Il en a rêvé. Il l’a fait. David Trezeguet a expédié River Plate en Primera à l’issue d’une demi-saison idéale : « Treze » a inscrit samedi après-midi ses douzième et treizième buts en dix-neuf matches sous la tunique des Millonarios. Une rencontre formidable pour l’ancien goleador des Bleus, qui a toutefois manqué un pénalty en cours de route. River a mal joué, comme la plupart du temps cette saison, mais River a gagné grâce à son numéro 7, toujours aussi opportuniste. En première période, dans une ambiance de feu – et ce, malgré la fermeture du virage des Borrachos del Tablón, la barra brava millonaria (suite à l’assassinat d’un supporter il y a quinze jours) -, il alerte la défense d’Almirante Brown sur une occasion en trois temps qui termine en corner.
Mais Trezegol a très envie de marquer, d’entrer dans l’histoire de ce club qu’il supporte depuis son enfance, de boucler la boucle, après une carrière bien remplie sur le Vieux Continent. À la 50e minute, après un long dégagement, il réalise un une-deux aérien avec Rogelio Funes Mori, entré à la mi-temps à la place de Fernando Cavenaghi, avant de déclencher une frappe sèche du gauche à ras de terre qui vient se loger dans le petit filet du gardien adverse. Un à zéro et le stade qui chavire dans le sillage du « Franchute » (le Français), sur lequel se jette aussitôt l’ensemble de ses coéquipiers.
Sous les yeux du clan
Il se frappe le torse et adresse des baisers en direction de la loge où sont installés sa maman, ses oncles, ses cousins et ses amis d’enfance. Comblé de bonheur, à l’instar des dizaines de milliers de supporters hystériques, il sait qu’il est à deux doigts de reconduire en première division le club qu’il vénérait enfant, après une année en enfer. Une demi-heure plus tard, Martin Aguirre est fauché sur le côté droit de la surface. Tandis que les joueurs d’Almirante Brown se précipitent sur l’arbitre, Trezeguet récupère le ballon. Il se concentre à l’écart. Il sait qu’un second but mettrait quasiment River Plate à l’abri d’un retour.
Il s’élance, avec ses petites foulées à la Roberto Carlos, mais le gardien se couche parfaitement. Les démons de sa finale perdue avec la Juve contre le Milan en 2003 et de la Coupe du monde 2006 ressurgissent.
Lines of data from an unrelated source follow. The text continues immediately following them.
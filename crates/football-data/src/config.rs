use std::time::Duration;

/// Default API root.
pub const DEFAULT_BASE_URL: &str = "https://api.football-data.org/v4";

/// Per-request timeout.
const DEFAULT_TIMEOUT_MS: u64 = 10_000;

/// Minimum gap between outbound calls; 6s keeps us under 10 calls/minute.
const DEFAULT_MIN_INTERVAL_MS: u64 = 6_000;

/// Capacity of each response cache category.
#[derive(Clone, Debug, PartialEq, Eq)]
pub struct CacheCapacities {
    pub teams: usize,
    pub team: usize,
    pub matches: usize,
    pub standings: usize,
}

impl Default for CacheCapacities {
    fn default() -> Self {
        Self {
            teams: 128,
            team: 256,
            matches: 256,
            standings: 128,
        }
    }
}

#[derive(Clone, Debug)]
pub struct FootballDataConfig {
    pub base_url: String,
    pub api_key: Option<String>,
    pub request_timeout: Duration,
    pub min_request_interval: Duration,
    pub cache_capacities: CacheCapacities,
}

impl Default for FootballDataConfig {
    fn default() -> Self {
        Self {
            base_url: DEFAULT_BASE_URL.to_string(),
            api_key: None,
            request_timeout: Duration::from_millis(DEFAULT_TIMEOUT_MS),
            min_request_interval: Duration::from_millis(DEFAULT_MIN_INTERVAL_MS),
            cache_capacities: CacheCapacities::default(),
        }
    }
}

impl FootballDataConfig {
    /// Read settings from the process environment, falling back to defaults
    /// for anything unset or unparsable.
    pub fn from_env() -> Self {
        Self::from_lookup(|name| std::env::var(name).ok())
    }

    fn from_lookup(lookup: impl Fn(&str) -> Option<String>) -> Self {
        let base_url = lookup("FOOTBALL_DATA_BASE_URL")
            .filter(|s| !s.trim().is_empty())
            .unwrap_or_else(|| DEFAULT_BASE_URL.to_string());
        let api_key = lookup("FOOTBALL_DATA_KEY").filter(|s| !s.trim().is_empty());
        let timeout_ms: u64 = lookup("FOOTBALL_DATA_TIMEOUT_MS")
            .and_then(|s| s.trim().parse().ok())
            .unwrap_or(DEFAULT_TIMEOUT_MS);
        let interval_ms: u64 = lookup("FOOTBALL_DATA_MIN_INTERVAL_MS")
            .and_then(|s| s.trim().parse().ok())
            .unwrap_or(DEFAULT_MIN_INTERVAL_MS);

        Self {
            base_url,
            api_key,
            request_timeout: Duration::from_millis(timeout_ms),
            min_request_interval: Duration::from_millis(interval_ms),
            cache_capacities: CacheCapacities::default(),
        }
    }
}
Le Monumental a froid dans le dos. Les minutes passent et River n’est plus sûr de rien, même si deux de ses trois adversaires directs pour la montée trébuchent (Rosario Central perd 3-2 contre Desamparados de San Juan, et Instituto de Córdoba chute 3-0 contre Ferro Carril Oeste, tandis que Quilmes assure contre Guillermo Brown 2-0).
Il aurait pu repartir avec le ballon…
Mais Trezegol ne peut pas rester sur un échec. Sur une offrande de Rogelio Funes Mori, il allume le gardien au six mètres. Délivrance à deux minutes de la fin du temps réglementaire. Le Monumental explose de joie : River va retrouver la Primera. Trezeguet a signé un retour gagnant dans le pays de son enfance, il s’est consacré en héros d’un club dont il est hincha depuis toujours. Il y a un an, il observait depuis les tribunes le naufrage de ceux qui allaient devenir ses coéquipiers. Hier, il a vengé le peuple riverplatense de deux golazos. En l’observant faire le tour d’honneur tout autour de la piste d’athlétisme du Monumental, savourer son pari gagné au milieu des supporters qui ont envahi la pelouse, on se dit que l’expression « boucler la boucle » n’a jamais été aussi bien illustrée.